Performances and results

 When Ryan Seacrest announced the results in the particular night, Owen was in the bottom 3, but was the only contestant declared safe as both Adanna Duru and Maddie Walker were eliminated.
 When Ryan Seacrest announced the results for this particular night, Owen was in the bottom 2, but was declared safe by Twitter vote as Daniel Seavey was eliminated.
 When Ryan Seacrest announced the results for this particular night, Owen was in the bottom 2, but was declared safe by Twitter vote as Qaasim Middleton was eliminated.
 When Ryan Seacrest announced the results for this particular night, Owen was in the bottom 2, but was declared safe by Twitter vote as Joey Cook was eliminated.
 When Ryan Seacrest announced the results for this particular night, Owen was in the bottom 2, but was declared safe by Twitter vote as Quentin Alexander was eliminated.
 When Ryan Seacrest announced the results for this particular night, Owen was in the bottom 2, but was declared safe as Tyanna Jones was eliminated.

2016-present: New music 
On the Valentine's Day weekend of 2016, Owen debuted a new single, "Can't Fight It" written with Mylen, Nate Merchant, and Isaiah Tejada.

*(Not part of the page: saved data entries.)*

use crate::domain::CacheStats;
use crate::events::{
    CacheEvent, EntryRemovedEvent, EntryStoredEvent, PatternInvalidatedEvent, SweptEvent,
};
use serde::Serialize;
use serde::de::DeserializeOwned;
use shared::config::CacheSettings;
use shared::{Clock, SystemClock, TtlMs};
use std::collections::BTreeSet;
use std::future::Future;
use std::sync::Arc;
use std::sync::atomic::{AtomicU64, Ordering};
use storage_engine::{CacheEntry, CacheKey, CacheParams, CacheTier, TransientTier};
use tokio::sync::broadcast;
use tracing::{debug, warn};

/// Two-tier TTL cache for API lookups.
///
/// Reads check the fast tier, then the durable tier (promoting fresh hits
/// back into the fast tier). Writes go to both. Any tier failure is logged
/// and treated as a miss or a skipped write; callers never see it.
pub struct ApiCache {
    memory: Arc<dyn CacheTier>,
    durable: Option<Arc<dyn CacheTier>>,
    default_ttl: TtlMs,
    clock: Arc<dyn Clock>,
    hits: AtomicU64,
    misses: AtomicU64,
    event_broadcaster: Option<broadcast::Sender<CacheEvent>>,
}

impl ApiCache {
    pub fn new(settings: &CacheSettings, durable: Option<Arc<dyn CacheTier>>) -> Self {
        Self::with_tiers(
            Arc::new(TransientTier::new(settings.memory_items)),
            durable,
            settings.default_ttl,
        )
    }

    /// Cache without a durable tier
    pub fn memory_only(settings: &CacheSettings) -> Self {
        Self::new(settings, None)
    }

    pub fn with_tiers(
        memory: Arc<dyn CacheTier>,
        durable: Option<Arc<dyn CacheTier>>,
        default_ttl: TtlMs,
    ) -> Self {
        Self {
            memory,
            durable,
            default_ttl,
            clock: Arc::new(SystemClock),
            hits: AtomicU64::new(0),
            misses: AtomicU64::new(0),
            event_broadcaster: None,
        }
    }

    pub fn with_clock(mut self, clock: Arc<dyn Clock>) -> Self {
        self.clock = clock;
        self
    }

    pub fn with_event_broadcaster(mut self, broadcaster: broadcast::Sender<CacheEvent>) -> Self {
        self.event_broadcaster = Some(broadcaster);
        self
    }

    /// Look up a fresh value. Misses, expired entries and payloads that no
    /// longer decode as `V` all come back as `None`.
    pub async fn get<V: DeserializeOwned>(&self, prefix: &str, params: &CacheParams) -> Option<V> {
        let key = CacheKey::new(prefix, params);
        let found = self.lookup(&key).await;

        match found.and_then(|entry| self.decode::<V>(&key, entry)) {
            Some(value) => {
                self.hits.fetch_add(1, Ordering::Relaxed);
                debug!("Cache hit for '{}'", key);
                Some(value)
            }
            None => {
                self.misses.fetch_add(1, Ordering::Relaxed);
                debug!("Cache miss for '{}'", key);
                None
            }
        }
    }

    /// Store `value` in both tiers for `ttl` (or the default TTL)
    pub async fn set<V: Serialize>(
        &self,
        prefix: &str,
        value: &V,
        params: &CacheParams,
        ttl: Option<TtlMs>,
    ) {
        let key = CacheKey::new(prefix, params);
        let data = match serde_json::to_value(value) {
            Ok(data) => data,
            Err(e) => {
                warn!("Not caching '{}': value does not serialize: {}", key, e);
                return;
            }
        };

        let ttl = ttl.unwrap_or(self.default_ttl);
        let entry = CacheEntry::new(data, self.clock.now_ms(), ttl);

        if let Err(e) = self.memory.write(&key, entry.clone()).await {
            warn!("Failed to write '{}' to {} tier: {}", key, self.memory.name(), e);
        }
        if let Some(durable) = &self.durable {
            if let Err(e) = durable.write(&key, entry).await {
                warn!("Failed to write '{}' to {} tier: {}", key, durable.name(), e);
            }
        }

        self.emit(CacheEvent::Stored(EntryStoredEvent {
            key: key.to_string(),
            ttl_ms: ttl.0,
            timestamp: self.clock.now_ms(),
        }));
    }

    pub async fn delete(&self, prefix: &str, params: &CacheParams) {
        let key = CacheKey::new(prefix, params);
        self.remove_key(&key).await;

        self.emit(CacheEvent::Removed(EntryRemovedEvent {
            key: key.to_string(),
            timestamp: self.clock.now_ms(),
        }));
    }

    /// Remove every entry whose canonical key contains `pattern`.
    /// Returns the number of distinct keys removed.
    pub async fn invalidate_pattern(&self, pattern: &str) -> usize {
        let mut removed = BTreeSet::new();
        for tier in self.tiers() {
            match tier.remove_matching(pattern).await {
                Ok(keys) => removed.extend(keys),
                Err(e) => warn!("Failed to invalidate '{}' in {} tier: {}", pattern, tier.name(), e),
            }
        }

        debug!("Invalidated {} entries matching '{}'", removed.len(), pattern);
        self.emit(CacheEvent::Invalidated(PatternInvalidatedEvent {
            pattern: pattern.to_string(),
            removed: removed.len(),
            timestamp: self.clock.now_ms(),
        }));
        removed.len()
    }

    /// Drop expired entries from both tiers. Returns the number of distinct
    /// keys removed.
    pub async fn cleanup(&self) -> usize {
        let now = self.clock.now_ms();
        let mut removed = BTreeSet::new();
        for tier in self.tiers() {
            match tier.purge_expired(now).await {
                Ok(keys) => removed.extend(keys),
                Err(e) => warn!("Failed to sweep {} tier: {}", tier.name(), e),
            }
        }

        self.emit(CacheEvent::Swept(SweptEvent {
            removed: removed.len(),
            timestamp: now,
        }));
        removed.len()
    }

    /// Return the cached value, or run `fetch`, cache its result and return
    /// it. A failed fetch is returned as-is and nothing is cached.
    pub async fn cached<V, E, F, Fut>(
        &self,
        prefix: &str,
        fetch: F,
        params: &CacheParams,
        ttl: Option<TtlMs>,
    ) -> Result<V, E>
    where
        V: Serialize + DeserializeOwned,
        F: FnOnce() -> Fut,
        Fut: Future<Output = Result<V, E>>,
    {
        if let Some(value) = self.get(prefix, params).await {
            return Ok(value);
        }

        let value = fetch().await?;
        self.set(prefix, &value, params, ttl).await;
        Ok(value)
    }

    pub async fn stats(&self) -> CacheStats {
        let memory_items = self.memory.len().await.unwrap_or_else(|e| {
            warn!("Failed to count {} tier: {}", self.memory.name(), e);
            0
        });
        let storage_items = match &self.durable {
            Some(durable) => durable.len().await.unwrap_or_else(|e| {
                warn!("Failed to count {} tier: {}", durable.name(), e);
                0
            }),
            None => 0,
        };

        CacheStats {
            memory_items,
            storage_items,
            hits: self.hits.load(Ordering::Relaxed),
            misses: self.misses.load(Ordering::Relaxed),
        }
    }

    /// Empty both tiers and zero the counters
    pub async fn reset(&self) {
        for tier in self.tiers() {
            if let Err(e) = tier.clear().await {
                warn!("Failed to clear {} tier: {}", tier.name(), e);
            }
        }
        self.hits.store(0, Ordering::Relaxed);
        self.misses.store(0, Ordering::Relaxed);
    }

    fn tiers(&self) -> impl Iterator<Item = &Arc<dyn CacheTier>> {
        std::iter::once(&self.memory).chain(self.durable.iter())
    }

    async fn lookup(&self, key: &CacheKey) -> Option<CacheEntry> {
        let now = self.clock.now_ms();

        match self.memory.read(key).await {
            Ok(Some(entry)) if entry.is_valid_at(now) => return Some(entry),
            Ok(Some(_)) => self.forget(self.memory.as_ref(), key).await,
            Ok(None) => {}
            Err(e) => warn!("Failed to read '{}' from {} tier: {}", key, self.memory.name(), e),
        }

        let durable = self.durable.as_ref()?;
        match durable.read(key).await {
            Ok(Some(entry)) if entry.is_valid_at(now) => {
                if let Err(e) = self.memory.write(key, entry.clone()).await {
                    warn!("Failed to promote '{}' into {} tier: {}", key, self.memory.name(), e);
                }
                Some(entry)
            }
            Ok(Some(_)) => {
                self.forget(durable.as_ref(), key).await;
                None
            }
            Ok(None) => None,
            Err(e) => {
                warn!("Failed to read '{}' from {} tier: {}", key, durable.name(), e);
                None
            }
        }
    }

    fn decode<V: DeserializeOwned>(&self, key: &CacheKey, entry: CacheEntry) -> Option<V> {
        match serde_json::from_value(entry.data) {
            Ok(value) => Some(value),
            Err(e) => {
                warn!("Ignoring cached '{}': unexpected shape: {}", key, e);
                None
            }
        }
    }

    async fn forget(&self, tier: &dyn CacheTier, key: &CacheKey) {
        if let Err(e) = tier.remove(key).await {
            warn!("Failed to remove '{}' from {} tier: {}", key, tier.name(), e);
        }
    }

    async fn remove_key(&self, key: &CacheKey) {
        for tier in self.tiers() {
            self.forget(tier.as_ref(), key).await;
        }
    }

    fn emit(&self, event: CacheEvent) {
        if let Some(ref broadcaster) = self.event_broadcaster {
            match broadcaster.send(event) {
                Ok(subscriber_count) => {
                    tracing::trace!("Broadcast cache event to {} subscriber(s)", subscriber_count);
                }
                Err(_) => {
                    tracing::trace!("No subscribers for cache event");
                }
            }
        }
    }
}

impl std::fmt::Debug for ApiCache {
    fn fmt(&self, f: &mut std::fmt::Formatter<'_>) -> std::fmt::Result {
        f.debug_struct("ApiCache")
            .field("memory", &self.memory.name())
            .field("durable", &self.durable.as_ref().map(|d| d.name()))
            .field("default_ttl", &self.default_ttl)
            .finish()
    }
}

The accompanying music video acts as his official "coming out" as gay, sharing a kiss at the end with LGBT activist Shane Bitney Crone. Owen told Billboard: "You’d be surprised at the amount of times I tried to pray the gay away from me or tried to tell God to take this away from me. No kid should have to do what I did and pray to not be who they are. That’s why I think it’s important even in 2016 to say this."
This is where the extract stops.